El respeto... ¿no va más?

El respeto... ¿no va más?

El respeto se enseña, se inculca, se transmite. Y es misión de los padres hacer que sus hijos sean respetuosos de una idea, de un objeto, de una persona… En los tiempos que corren viene muy bien reflexionar sobre el respeto.

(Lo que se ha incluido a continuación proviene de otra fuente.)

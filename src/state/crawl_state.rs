//! Crawl run state definitions
//!
//! A run walks the listing one page at a time. It is `Running` until one of
//! three distinct stop conditions fires, and every stop keeps the records
//! accumulated so far.

use crate::crawler::FetchError;
use crate::record::DiscountRecord;
use std::fmt;

/// Why a crawl run stopped paginating
#[derive(Debug)]
pub enum StopReason {
    /// The page cursor passed the configured ceiling
    Ceiling,

    /// A fetched page contained no item nodes
    EmptyPage { page: u32 },

    /// A page could not be fetched; terminal for the run
    FetchError(FetchError),
}

impl StopReason {
    /// Returns true if the run ended because of a failure rather than running
    /// out of pages
    pub fn is_error(&self) -> bool {
        matches!(self, Self::FetchError(_))
    }

    /// Short label used in logs and reports
    pub fn label(&self) -> &'static str {
        match self {
            Self::Ceiling => "ceiling",
            Self::EmptyPage { .. } => "empty_page",
            Self::FetchError(_) => "fetch_error",
        }
    }
}

impl fmt::Display for StopReason {
    fn fmt(&self, f: &mut fmt::Formatter<'_>) -> fmt::Result {
        match self {
            Self::Ceiling => write!(f, "page ceiling reached"),
            Self::EmptyPage { page } => write!(f, "page {} had no items", page),
            Self::FetchError(e) => write!(f, "{}", e),
        }
    }
}

/// State of a crawl run
#[derive(Debug)]
pub enum CrawlState {
    /// About to fetch `page` (1-based)
    Running {
        page: u32,
        accumulated: Vec<DiscountRecord>,
    },

    /// Pagination halted; `accumulated` is the final result set
    Stopped {
        reason: StopReason,
        accumulated: Vec<DiscountRecord>,
    },
}

impl CrawlState {
    /// The initial state: page 1, nothing accumulated
    pub fn start() -> Self {
        Self::Running {
            page: 1,
            accumulated: Vec::new(),
        }
    }

    /// Returns true once a stop condition has fired
    pub fn is_stopped(&self) -> bool {
        matches!(self, Self::Stopped { .. })
    }

    /// Records accumulated so far, in page order
    pub fn accumulated(&self) -> &[DiscountRecord] {
        match self {
            Self::Running { accumulated, .. } | Self::Stopped { accumulated, .. } => accumulated,
        }
    }

    /// Applies the ceiling check to a running state
    ///
    /// Must be called before each fetch so a page beyond `max_pages` is never
    /// requested.
    pub fn check_ceiling(self, max_pages: u32) -> Self {
        match self {
            Self::Running { page, accumulated } if page > max_pages => Self::Stopped {
                reason: StopReason::Ceiling,
                accumulated,
            },
            other => other,
        }
    }

    /// Transition after a fetch failed on the current page
    pub fn fetch_failed(self, error: FetchError) -> Self {
        match self {
            Self::Running { accumulated, .. } => Self::Stopped {
                reason: StopReason::FetchError(error),
                accumulated,
            },
            stopped => stopped,
        }
    }

    /// Transition after the current page was fetched and extracted
    ///
    /// A page with zero item nodes ends the run; otherwise its records are
    /// appended and the cursor advances.
    pub fn page_extracted(self, item_count: usize, records: Vec<DiscountRecord>) -> Self {
        match self {
            Self::Running { page, accumulated } if item_count == 0 => Self::Stopped {
                reason: StopReason::EmptyPage { page },
                accumulated,
            },
            Self::Running {
                page,
                mut accumulated,
            } => {
                accumulated.extend(records);
                Self::Running {
                    page: page + 1,
                    accumulated,
                }
            }
            stopped => stopped,
        }
    }
}

impl fmt::Display for CrawlState {
    fn fmt(&self, f: &mut fmt::Formatter<'_>) -> fmt::Result {
        match self {
            Self::Running { page, accumulated } => write!(
                f,
                "running (page {}, {} records)",
                page,
                accumulated.len()
            ),
            Self::Stopped {
                reason,
                accumulated,
            } => write!(f, "stopped: {} ({} records)", reason, accumulated.len()),
        }
    }
}

#[cfg(test)]
mod tests {
    use super::*;

    fn record(name: &str) -> DiscountRecord {
        DiscountRecord {
            product_name: name.to_string(),
            price_before_discount: "KSh 200".to_string(),
            price_after_discount: "KSh 150".to_string(),
            discount_label: "25%".to_string(),
        }
    }

    #[test]
    fn test_start_state() {
        let state = CrawlState::start();
        assert!(!state.is_stopped());
        assert!(matches!(state, CrawlState::Running { page: 1, .. }));
        assert!(state.accumulated().is_empty());
    }

    #[test]
    fn test_ceiling_stops_past_max() {
        let state = CrawlState::Running {
            page: 26,
            accumulated: vec![record("a")],
        }
        .check_ceiling(25);

        match state {
            CrawlState::Stopped {
                reason: StopReason::Ceiling,
                accumulated,
            } => assert_eq!(accumulated.len(), 1),
            other => panic!("unexpected state: {}", other),
        }
    }

    #[test]
    fn test_ceiling_allows_last_page() {
        let state = CrawlState::Running {
            page: 25,
            accumulated: Vec::new(),
        }
        .check_ceiling(25);
        assert!(!state.is_stopped());
    }

    #[test]
    fn test_page_extracted_advances() {
        let state = CrawlState::start().page_extracted(3, vec![record("a"), record("b")]);
        assert!(matches!(state, CrawlState::Running { page: 2, .. }));
        assert_eq!(state.accumulated().len(), 2);
    }

    #[test]
    fn test_page_with_items_but_no_discounts_still_advances() {
        let state = CrawlState::start().page_extracted(5, Vec::new());
        assert!(matches!(state, CrawlState::Running { page: 2, .. }));
    }

    #[test]
    fn test_empty_page_stops() {
        let state = CrawlState::start()
            .page_extracted(1, vec![record("a")])
            .page_extracted(0, Vec::new());

        match &state {
            CrawlState::Stopped {
                reason: StopReason::EmptyPage { page },
                ..
            } => assert_eq!(*page, 2),
            other => panic!("unexpected state: {}", other),
        }
        assert_eq!(state.accumulated().len(), 1);
    }

    #[test]
    fn test_fetch_failure_keeps_accumulated() {
        let state = CrawlState::start()
            .page_extracted(1, vec![record("a")])
            .fetch_failed(FetchError::Status {
                page: 2,
                status: 503,
            });

        assert!(state.is_stopped());
        assert_eq!(state.accumulated().len(), 1);
        if let CrawlState::Stopped { reason, .. } = state {
            assert!(reason.is_error());
            assert_eq!(reason.label(), "fetch_error");
        }
    }

    #[test]
    fn test_stopped_state_is_absorbing() {
        let state = CrawlState::start()
            .page_extracted(0, Vec::new())
            .page_extracted(4, vec![record("late")]);
        assert!(state.is_stopped());
        assert!(state.accumulated().is_empty());
    }
}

Psp. Ma.Alejandra Canavesio (*)

 

" – Ya lo hablé con las chicas: la vamos a sacar del grupo porque ella piensa otra cosa. Y si sigue así, se va a quedar sin amigas. Yo no voy a seguir con ella si no hace lo mismo que yo –me dijo Sara al conversar acerca de la costumbre que tomó hace un tiempo de grabar videos en Tik Tok.

 

- Pero… ¿Valentina no es tu mejor amiga, Sara?- le pregunté.

 

Ella se encogió de hombros y frunció la boca, mirándome, antes de volver a hablar.

 

- Sí. Pero si no le gusta hacer videos, ¿para qué quiero que sea mi amiga?

 

- Sara… ¿qué tiene que ver que a una le guste hacer videos y a la otra no, con el ser amigas?

 

- Sí, pero a ella no le gusta.

 

- ¿Valen también piensa en dejar de ser tu amiga porque a vos te guste hacer videos y a ella no?

 

Mi pregunta pareció descolocarla y se quedó pensativa, unos segundos, mirando fijamente el piso.

 

- Ni idea. Pero yo quiero que ella haga lo mismo que hago yo.

 

- ¿Y tu respeto por ella? – le pregunté.

 

- ¿Respeto? – se rió casi a carcajadas - Eso no va más, Ale. Cada uno hace lo que quiere, y listo".

 

 

 

El respeto es uno de los valores más importantes a enseñar a los niños lo más temprano posible, en el seno de la familia, y sigue desarrollándose durante toda la vida. Respeto a los adultos, a sí mismos, a los pares, a la naturaleza… De hecho, la base para una buena convivencia se asienta en el respeto mutuo.

 

Desde pequeños los niños deben aprender que toda persona tiene derecho a pensar de forma independiente, a que le gusten cosas diferentes y a hacer de acuerdo a lo que crea conveniente. A partir de ahí es posible aprender a comprender, a tolerar y a compartir, aceptando las diferencias. Es desde este punto que pueden ir construyendo ideas y criterios propios, al tiempo en que aprenden a considerar que el otro pueda tener opiniones diferentes y, por ende, hacer, decir y comportarse distinto. Y, mientras eso desigual no atente contra sí, contra el otro o contra algo, aunque sea diferente, vale.

 

A estos aprendizajes el niño puede ir obteniéndolos a partir del ejemplo de los padres y del mundo adulto en que esté inmerso, enmarcados dentro de la claridad de normas básicas de convivencia, e ir formándose en el saber expresarse, escuchar y ponerse en el lugar del otro, pudiendo ejercitar el respeto recíproco.

 

Lamentablemente, y gracias a que la sensatez, el sentido común y la inteligencia están en jaque, existen padres que forman hijos acostumbrados no sólo a hacer solamente lo que quieren, como quieren, cuando quieren y donde quieren, sin importarles nada más allá del deseo propio, sino también a la gratificación inmediata (generalmente en el afán de evitar berrinches). Y como no están educados en la gestión emocional y en la resolución de problemas, para que sepan afrontar las diferencias y los conflictos de manera positiva, tenemos cada vez más niños y adolescentes caprichosos, egocéntricos, narcisistas, hedonistas, materialistas, consumistas y manipuladores que, obviamente, cuando no obtienen lo que quieren (en cuanto a cosas y/o personas) agreden, desprecian y descartan, muchas veces hasta violentándose.

 

Bajo ningún concepto el respeto debería considerarse como algo relacionado con la moda, ya que es uno de los valores fundamentales de la vida personal y social. Debemos educar en la amabilidad y la empatía, haciendo porque los hijos comprendan que es posible tener opiniones y perspectivas diferentes y que, incluso, esas diferencias pueden ser aprovechadas para un intercambio constructivo.

 

Los valores no son innatos; se enseñan y se aprenden, y es misión de los padres incorporarlos a la vida de los hijos apenas llegan al mundo, para poder construirlos desde temprano como personas íntegras, que sepan decir y hacer, respetándose a sí mismas, pero sin lastimar, porque no es lo mismo hacer en favor propio que en contra del otro.